If you are building an AI sourcing or screening product in 2026, the architecture is no longer a research question. Mercor matches 30,000+ contractors against thousands of project briefs daily at a $10 billion valuation. Eightfold scores against more than a billion candidate profiles. Paradox automates candidate engagement at McDonald's, Unilever, and General Motors. Maki People runs structured assessments across global enterprises. The patterns have converged.
The hard parts are not the LLM call or the embedding model. They are the things that determine whether the product survives audit, procurement, and litigation: defensible matching logic, calibrated scoring, demographic data isolation, end-to-end lineage, and continuous evaluation. A product built without these properties looks fine in demo and fails the moment a serious enterprise security review or a Mobley-style claim arrives.
This post walks through the architecture, identifies where teams typically cut corners, and lays out a 90-day build plan that produces something defensible. It assumes you have read the related posts on legal exposure (Eightfold FCRA), bias audits (LL 144 audit methodology), and evaluation (Recruiting LLM eval). Those define the requirements; this post is the build.
Architecture overview
A simplified view of the production architecture:
[Job description input]
|
v
[Job structure extraction]
|
v
[Candidate sourcing] [Candidate inputs from ATS]
(search, scrape, recommend) (resume, profile)
| |
+---------------+-----------------------+
|
v
[Candidate parsing & enrichment]
|
v
[Demographic data isolation barrier]
|
v
[Match scoring]
|
v
[Ranking and surfacing]
|
v
[Recruiter / hiring manager review]
|
v
[Outcome capture from ATS]
|
v
[Audit trail + continuous monitoring]
Each block is its own engineering subsystem.

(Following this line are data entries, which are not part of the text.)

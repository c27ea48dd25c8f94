//! Presentation screen
//!
//! Shows one slide at a time with its markup styled, a slide counter, and the
//! navigation controls that apply on the current slide. Bodies taller than the
//! terminal scroll; the offset starts over on every slide.

use ratatui::{
    layout::{Alignment, Constraint, Direction, Layout, Rect},
    style::{Color, Modifier, Style},
    text::{Line, Span},
    widgets::{Block, Borders, Paragraph, Wrap},
    Frame,
};

use super::{help_bar, Scroll};
use crate::content::markup::{self, RichLine};
use crate::render::SlideView;

#[derive(Debug, Default)]
pub struct PresentationScreen {
    scroll: Scroll,
    /// Slide the scroll offset belongs to
    slide_index: Option<usize>,
}

impl PresentationScreen {
    pub fn new() -> Self {
        Self::default()
    }

    pub fn scroll(&self) -> u16 {
        self.scroll.offset()
    }

    pub fn scroll_up(&mut self) {
        self.scroll.up();
    }

    pub fn scroll_down(&mut self) {
        self.scroll.down();
    }

    pub fn render(&mut self, f: &mut Frame, view: &SlideView<'_>) {
        if self.slide_index != Some(view.current_index) {
            self.slide_index = Some(view.current_index);
            self.scroll.reset();
        }

        let chunks = Layout::default()
            .direction(Direction::Vertical)
            .constraints([
                Constraint::Length(3), // Slide title
                Constraint::Min(10),   // Slide body
                Constraint::Length(3), // Navigation
                Constraint::Length(3), // Help
            ])
            .split(f.size());

        self.render_header(f, chunks[0], view);
        self.render_body(f, chunks[1], view);
        self.render_navigation(f, chunks[2], view);

        let mut keys = vec![("←/h", "Previous"), ("→/l", "Next"), ("↑↓", "Scroll")];
        if view.begin_quiz_visible {
            keys.push(("Enter", "Begin Quiz"));
        }
        keys.push(("Esc", "Restart"));
        keys.push(("q", "Quit"));
        f.render_widget(help_bar(&keys), chunks[3]);
    }

    fn render_header(&self, f: &mut Frame, area: Rect, view: &SlideView<'_>) {
        let title = view
            .current_slide()
            .map(|slide| format!("{} {}", slide.icon, slide.title))
            .unwrap_or_default();

        let header = Paragraph::new(title)
            .style(
                Style::default()
                    .fg(Color::Cyan)
                    .add_modifier(Modifier::BOLD),
            )
            .alignment(Alignment::Center)
            .block(
                Block::default()
                    .borders(Borders::ALL)
                    .border_style(Style::default().fg(Color::Cyan))
                    .title(format!(" Slide {} of {} ", view.current_number, view.total)),
            );

        f.render_widget(header, area);
    }

    fn render_body(&mut self, f: &mut Frame, area: Rect, view: &SlideView<'_>) {
        let lines: Vec<Line> = view
            .current_slide()
            .map(|slide| markup::parse(&slide.content).into_iter().map(styled_line).collect())
            .unwrap_or_default();

        let body = Paragraph::new(lines).wrap(Wrap { trim: false });
        self.scroll.fit(&body, area);

        let body = body
            .scroll((self.scroll.offset(), 0))
            .block(
                Block::default()
                    .borders(Borders::ALL)
                    .border_style(Style::default().fg(Color::White)),
            );

        f.render_widget(body, area);
    }

    fn render_navigation(&self, f: &mut Frame, area: Rect, view: &SlideView<'_>) {
        let enabled = Style::default()
            .fg(Color::Green)
            .add_modifier(Modifier::BOLD);
        let disabled = Style::default().fg(Color::DarkGray);

        let mut spans = vec![
            Span::styled(
                "◀ Previous",
                if view.previous_enabled { enabled } else { disabled },
            ),
            Span::raw(format!("    {} / {}    ", view.current_number, view.total)),
        ];
        if view.next_visible {
            spans.push(Span::styled("Next ▶", enabled));
        }
        if view.begin_quiz_visible {
            spans.push(Span::styled(
                "Begin Quiz ▶",
                Style::default()
                    .fg(Color::Yellow)
                    .add_modifier(Modifier::BOLD),
            ));
        }

        let nav = Paragraph::new(Line::from(spans))
            .alignment(Alignment::Center)
            .block(Block::default().borders(Borders::ALL));

        f.render_widget(nav, area);
    }
}

fn styled_line(line: RichLine<'_>) -> Line<'_> {
    match line {
        RichLine::Heading(text) => Line::from(Span::styled(
            text,
            Style::default()
                .fg(Color::Cyan)
                .add_modifier(Modifier::BOLD),
        )),
        RichLine::Bullet(text) => Line::from(vec![
            Span::styled("  • ", Style::default().fg(Color::Yellow)),
            Span::raw(text),
        ]),
        RichLine::Code(text) => Line::from(Span::styled(
            format!("    {}", text),
            Style::default().fg(Color::Green),
        )),
        RichLine::Callout(text) => Line::from(Span::styled(
            format!("  ▌ {}", text),
            Style::default()
                .fg(Color::Magenta)
                .add_modifier(Modifier::ITALIC),
        )),
        RichLine::Text(text) => Line::from(text),
        RichLine::Blank => Line::from(""),
    }
}

#[cfg(test)]
mod tests {
    use super::*;
    use crate::app::screens::test_support::{buffer_text, terminal};
    use crate::app::tui::{MIN_HEIGHT, MIN_WIDTH};
    use crate::content::ContentTables;
    use crate::render::ScreenView;
    use crate::session::ScreenController;

    fn on_slide(index: usize) -> ScreenController {
        let mut c = ScreenController::new(ContentTables::builtin()).unwrap();
        c.start_presentation().unwrap();
        c.go_to_slide(index).unwrap();
        c
    }

    fn draw(screen: &mut PresentationScreen, controller: &ScreenController) -> String {
        let ScreenView::Presentation(view) = controller.view() else {
            panic!("not on the presentation screen");
        };
        let mut terminal = terminal(MIN_WIDTH, MIN_HEIGHT);
        terminal.draw(|f| screen.render(f, &view)).unwrap();
        buffer_text(terminal.backend().buffer())
    }

    #[test]
    fn test_long_slide_scrolls_to_its_end_at_minimum_size() {
        let controller = on_slide(1);
        let mut screen = PresentationScreen::new();

        let first = draw(&mut screen, &controller);
        assert!(first.contains("Why Use Python?"));
        assert!(!first.contains("memorizing"));

        for _ in 0..200 {
            screen.scroll_down();
        }
        let last = draw(&mut screen, &controller);
        assert!(last.contains("memorizing"));
        assert!(screen.scroll() > 0);
    }

    #[test]
    fn test_scroll_resets_on_slide_change() {
        let mut screen = PresentationScreen::new();
        draw(&mut screen, &on_slide(1));
        screen.scroll_down();
        screen.scroll_down();
        assert_eq!(screen.scroll(), 2);

        draw(&mut screen, &on_slide(2));
        assert_eq!(screen.scroll(), 0);
    }

    #[test]
    fn test_styled_line_kinds() {
        assert_eq!(styled_line(RichLine::Blank), Line::from(""));
        let code = styled_line(RichLine::Code("motor.run(100)"));
        assert_eq!(code.spans[0].content, "    motor.run(100)");
    }
}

The hard parts cluster in three places: candidate parsing (gets wrong, everything downstream is wrong), match scoring (where the legal exposure lives), and audit trail (the difference between defensible and indefensible).
Job structure extraction
The system needs a structured representation of the role to match candidates against. Free-form job descriptions are inadequate input for a matching system; they vary too much in quality and completeness across employers.
A working schema:
job:
job_id: <uuid>
employer_id: <id>
posting_date: <ISO date>
required_qualifications:
- description: <text>
type: education | experience | skill | certification | language | other
strict_required: <boolean>
preferred_qualifications:
- description: <text>
type: <as above>
weight: <float 0-1>
responsibilities:
- description: <text>
domain: <e.g., "data engineering", "regulatory compliance">
job_characteristics:
role_family: <taxonomy entry>
seniority: ic | senior | staff | principal | manager | director | vp | executive
location_type: onsite | hybrid | remote
location: <if onsite or hybrid>
employment_type: full_time | contract | part_time
legal_disclosures:
- LL_144_notice_required: <boolean>
- FCRA_disclosure_required: <boolean>
- state_specific_disclosures: [<list>]The job_characteristics field powers the LL 144 candidate notice (which must describe "the job qualifications and characteristics that the AEDT will use"). The legal_disclosures field captures jurisdiction-specific requirements that flow through to candidate notices.
Job structure extraction itself is an LLM call. Prompt the model with the raw job description, get back a structured object, validate against schema. Common failure: the LLM hallucinates qualifications that are not in the description. Validation requires checking that each extracted qualification has a textual basis in the input. Structured extraction with required source quotes catches most of these.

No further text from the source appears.